*Your assignment*. Use the entries below to count the lines that hold the word "PQconnectPoll"; answer with the number only.

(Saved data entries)

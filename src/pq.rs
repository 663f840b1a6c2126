//! Ownership wrappers around libpq's connection and result objects.
//!
//! [`PqConn`] and [`PqResult`] guarantee that `PQfinish` and `PQclear` run
//! exactly once, on drop. Everything else in the crate goes through these
//! wrappers; the raw [`crate::ffi`] surface never leaks past this module.

use std::ffi::{CStr, CString};
use std::os::unix::io::RawFd;
use std::ptr::{self, NonNull};

use libc::{c_char, c_int};

use crate::ffi;
use crate::params::Params;

pub use crate::ffi::Oid;

/// Connection status, collapsed to the three states the crate acts on.
#[derive(Debug, Clone, Copy, PartialEq, Eq)]
pub enum ConnStatus {
    /// The session is established and usable.
    Ok,
    /// The session is broken or was never established.
    Bad,
    /// An asynchronous connection attempt is still in progress.
    Connecting,
}

/// Outcome of one `PQconnectPoll` step.
#[derive(Debug, Clone, Copy, PartialEq, Eq)]
pub(crate) enum PollingStatus {
    Ok,
    Reading,
    Writing,
    Failed,
}

/// Status of a command result.
#[derive(Debug, Clone, Copy, PartialEq, Eq)]
pub enum ExecStatus {
    /// The command string was empty.
    EmptyQuery,
    /// A command that returns no rows completed.
    CommandOk,
    /// A query returned rows (all of them are in this result).
    TuplesOk,
    /// Copy-out transfer started.
    CopyOut,
    /// Copy-in transfer started.
    CopyIn,
    /// The server's response was not understood.
    BadResponse,
    /// A notice or warning was attached to the result.
    NonfatalError,
    /// The command failed.
    FatalError,
    /// Copy-both transfer started.
    CopyBoth,
    /// A single row of a row-by-row retrieval.
    SingleTuple,
    /// A status this crate does not recognize.
    Other(u32),
}

impl ExecStatus {
    fn from_raw(raw: ffi::ExecStatusType) -> ExecStatus {
        match raw {
            ffi::PGRES_EMPTY_QUERY => ExecStatus::EmptyQuery,
            ffi::PGRES_COMMAND_OK => ExecStatus::CommandOk,
            ffi::PGRES_TUPLES_OK => ExecStatus::TuplesOk,
            ffi::PGRES_COPY_OUT => ExecStatus::CopyOut,
            ffi::PGRES_COPY_IN => ExecStatus::CopyIn,
            ffi::PGRES_BAD_RESPONSE => ExecStatus::BadResponse,
            ffi::PGRES_NONFATAL_ERROR => ExecStatus::NonfatalError,
            ffi::PGRES_FATAL_ERROR => ExecStatus::FatalError,
            ffi::PGRES_COPY_BOTH => ExecStatus::CopyBoth,
            ffi::PGRES_SINGLE_TUPLE => ExecStatus::SingleTuple,
            other => ExecStatus::Other(other),
        }
    }
}

/// An owned libpq connection object.
///
/// The wrapper releases the handle with `PQfinish` on drop. libpq allows
/// moving a connection between threads but not concurrent use;
/// [`crate::Connection`] enforces that exclusivity through `&mut` access, so
/// `&PqConn` is only ever observed from one thread at a time even though the
/// type is `Sync` for the benefit of `Send` futures that hold it across an
/// `.await`.
pub struct PqConn {
    raw: NonNull<ffi::PGconn>,
}

// PGconn has no thread affinity; concurrent access is prevented by
// `Connection` only ever handing out `&PqConn` through an exclusive `&mut`
// borrow, never by the absence of a Sync impl.
unsafe impl Send for PqConn {}
unsafe impl Sync for PqConn {}

impl std::fmt::Debug for PqConn {
    fn fmt(&self, f: &mut std::fmt::Formatter<'_>) -> std::fmt::Result {
        f.debug_struct("PqConn").field("status", &self.status()).finish()
    }
}

impl PqConn {
    /// Begin a non-blocking connection attempt from a conninfo string.
    ///
    /// Returns `None` when libpq cannot allocate the connection object.
    pub(crate) fn connect_start(conninfo: &CStr) -> Option<PqConn> {
        let raw = unsafe { ffi::PQconnectStart(conninfo.as_ptr()) };
        NonNull::new(raw).map(|raw| PqConn { raw })
    }

    /// Begin a non-blocking connection attempt from keyword/value arrays.
    pub(crate) fn connect_start_params(
        keywords: &[CString],
        values: &[CString],
        expand_dbname: bool,
    ) -> Option<PqConn> {
        let mut keyword_ptrs: Vec<*const c_char> =
            keywords.iter().map(|k| k.as_ptr()).collect();
        let mut value_ptrs: Vec<*const c_char> = values.iter().map(|v| v.as_ptr()).collect();
        keyword_ptrs.push(ptr::null());
        value_ptrs.push(ptr::null());

        let raw = unsafe {
            ffi::PQconnectStartParams(
                keyword_ptrs.as_ptr(),
                value_ptrs.as_ptr(),
                c_int::from(expand_dbname),
            )
        };
        NonNull::new(raw).map(|raw| PqConn { raw })
    }

    pub(crate) fn connect_poll(&self) -> PollingStatus {
        match unsafe { ffi::PQconnectPoll(self.raw.as_ptr()) } {
            ffi::PGRES_POLLING_OK => PollingStatus::Ok,
            ffi::PGRES_POLLING_READING => PollingStatus::Reading,
            ffi::PGRES_POLLING_WRITING => PollingStatus::Writing,
            // PGRES_POLLING_FAILED, the deprecated ACTIVE state, and anything
            // newer all terminate the attempt.
            _ => PollingStatus::Failed,
        }
    }

    /// Current status of the session.
    #[must_use]
    pub fn status(&self) -> ConnStatus {
        match unsafe { ffi::PQstatus(self.raw.as_ptr()) } {
            ffi::CONNECTION_OK => ConnStatus::Ok,
            ffi::CONNECTION_BAD => ConnStatus::Bad,
            _ => ConnStatus::Connecting,
        }
    }

    /// The descriptor of the server socket, if one is open.
    pub(crate) fn socket(&self) -> Option<RawFd> {
        let fd = unsafe { ffi::PQsocket(self.raw.as_ptr()) };
        (fd >= 0).then_some(fd)
    }

    /// The most recent error message recorded on the connection.
    #[must_use]
    pub fn error_message(&self) -> String {
        let raw = unsafe { ffi::PQerrorMessage(self.raw.as_ptr()) };
        cstr_to_string(raw)
    }

    /// Look up the resolved value of one connection option by keyword.
    pub(crate) fn conninfo_value(&self, keyword: &str) -> Option<String> {
        unsafe {
            let options = ffi::PQconninfo(self.raw.as_ptr());
            if options.is_null() {
                return None;
            }

            let mut found = None;
            let mut cursor = options;
            while !(*cursor).keyword.is_null() {
                if CStr::from_ptr((*cursor).keyword).to_bytes() == keyword.as_bytes() {
                    if !(*cursor).val.is_null() {
                        found = Some(CStr::from_ptr((*cursor).val).to_string_lossy().into_owned());
                    }
                    break;
                }
                cursor = cursor.add(1);
            }

            ffi::PQconninfoFree(options);
            found
        }
    }

    pub(crate) fn send_query(&self, command: &CStr) -> bool {
        unsafe { ffi::PQsendQuery(self.raw.as_ptr(), command.as_ptr()) == 1 }
    }

    pub(crate) fn send_query_params<P>(&self, command: &CStr, params: &P, text_format: bool) -> bool
    where
        P: Params + ?Sized,
    {
        let values = params.values();
        let value_ptrs = value_pointers(&values);
        unsafe {
            ffi::PQsendQueryParams(
                self.raw.as_ptr(),
                command.as_ptr(),
                params.len() as c_int,
                slice_ptr(params.types()),
                array_ptr(&value_ptrs),
                slice_ptr(params.lengths()),
                slice_ptr(params.formats()),
                result_format(text_format),
            ) == 1
        }
    }

    pub(crate) fn send_prepare<P>(&self, name: &CStr, query: &CStr, params: &P) -> bool
    where
        P: Params + ?Sized,
    {
        unsafe {
            ffi::PQsendPrepare(
                self.raw.as_ptr(),
                name.as_ptr(),
                query.as_ptr(),
                params.len() as c_int,
                slice_ptr(params.types()),
            ) == 1
        }
    }

    pub(crate) fn send_query_prepared<P>(&self, name: &CStr, params: &P, text_format: bool) -> bool
    where
        P: Params + ?Sized,
    {
        let values = params.values();
        let value_ptrs = value_pointers(&values);
        unsafe {
            ffi::PQsendQueryPrepared(
                self.raw.as_ptr(),
                name.as_ptr(),
                params.len() as c_int,
                array_ptr(&value_ptrs),
                slice_ptr(params.lengths()),
                slice_ptr(params.formats()),
                result_format(text_format),
            ) == 1
        }
    }

    pub(crate) fn consume_input(&self) -> bool {
        unsafe { ffi::PQconsumeInput(self.raw.as_ptr()) == 1 }
    }

    pub(crate) fn is_busy(&self) -> bool {
        unsafe { ffi::PQisBusy(self.raw.as_ptr()) == 1 }
    }

    /// Fetch the next result of the current command; `None` means the
    /// command is complete.
    pub(crate) fn get_result(&self) -> Option<PqResult> {
        let raw = unsafe { ffi::PQgetResult(self.raw.as_ptr()) };
        NonNull::new(raw).map(|raw| PqResult { raw })
    }
}

impl Drop for PqConn {
    fn drop(&mut self) {
        unsafe { ffi::PQfinish(self.raw.as_ptr()) };
    }
}

/// An owned libpq result object, cleared on drop.
pub struct PqResult {
    raw: NonNull<ffi::PGresult>,
}

unsafe impl Send for PqResult {}

impl std::fmt::Debug for PqResult {
    fn fmt(&self, f: &mut std::fmt::Formatter<'_>) -> std::fmt::Result {
        f.debug_struct("PqResult")
            .field("status", &self.status())
            .field("tuples", &self.tuples())
            .field("fields", &self.fields())
            .finish()
    }
}

impl PqResult {
    /// Result status reported by the server.
    #[must_use]
    pub fn status(&self) -> ExecStatus {
        ExecStatus::from_raw(unsafe { ffi::PQresultStatus(self.raw.as_ptr()) })
    }

    /// The error message attached to this result, if any.
    #[must_use]
    pub fn error_message(&self) -> String {
        cstr_to_string(unsafe { ffi::PQresultErrorMessage(self.raw.as_ptr()) })
    }

    /// Number of rows in the result.
    #[must_use]
    pub fn tuples(&self) -> usize {
        unsafe { ffi::PQntuples(self.raw.as_ptr()) }.max(0) as usize
    }

    /// Number of columns in the result.
    #[must_use]
    pub fn fields(&self) -> usize {
        unsafe { ffi::PQnfields(self.raw.as_ptr()) }.max(0) as usize
    }

    /// Name of the column at `field`, if the index is in range.
    #[must_use]
    pub fn field_name(&self, field: usize) -> Option<String> {
        if field >= self.fields() {
            return None;
        }
        let raw = unsafe { ffi::PQfname(self.raw.as_ptr(), field as c_int) };
        (!raw.is_null()).then(|| cstr_to_owned(raw))
    }

    /// The text value at `(row, field)`; `None` for SQL NULL or an index out
    /// of range.
    #[must_use]
    pub fn value(&self, row: usize, field: usize) -> Option<String> {
        if row >= self.tuples() || field >= self.fields() {
            return None;
        }
        let (row, field) = (row as c_int, field as c_int);
        unsafe {
            if ffi::PQgetisnull(self.raw.as_ptr(), row, field) == 1 {
                return None;
            }
            let raw = ffi::PQgetvalue(self.raw.as_ptr(), row, field);
            (!raw.is_null()).then(|| cstr_to_owned(raw))
        }
    }
}

impl Drop for PqResult {
    fn drop(&mut self) {
        unsafe { ffi::PQclear(self.raw.as_ptr()) };
    }
}

/// Error messages only: libpq terminates them with a newline.
fn cstr_to_string(raw: *const c_char) -> String {
    if raw.is_null() {
        return String::new();
    }
    unsafe { CStr::from_ptr(raw) }
        .to_string_lossy()
        .trim_end()
        .to_owned()
}

/// Verbatim conversion for column names and data values.
fn cstr_to_owned(raw: *const c_char) -> String {
    unsafe { CStr::from_ptr(raw) }.to_string_lossy().into_owned()
}

fn value_pointers(values: &[Option<&CStr>]) -> Vec<*const c_char> {
    values
        .iter()
        .map(|value| value.map_or(ptr::null(), CStr::as_ptr))
        .collect()
}

fn array_ptr(ptrs: &[*const c_char]) -> *const *const c_char {
    if ptrs.is_empty() {
        ptr::null()
    } else {
        ptrs.as_ptr()
    }
}

fn slice_ptr<T>(slice: Option<&[T]>) -> *const T {
    slice.map_or(ptr::null(), <[T]>::as_ptr)
}

fn result_format(text_format: bool) -> c_int {
    if text_format {
        0
    } else {
        1
    }
}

*Answer to the problem*. 2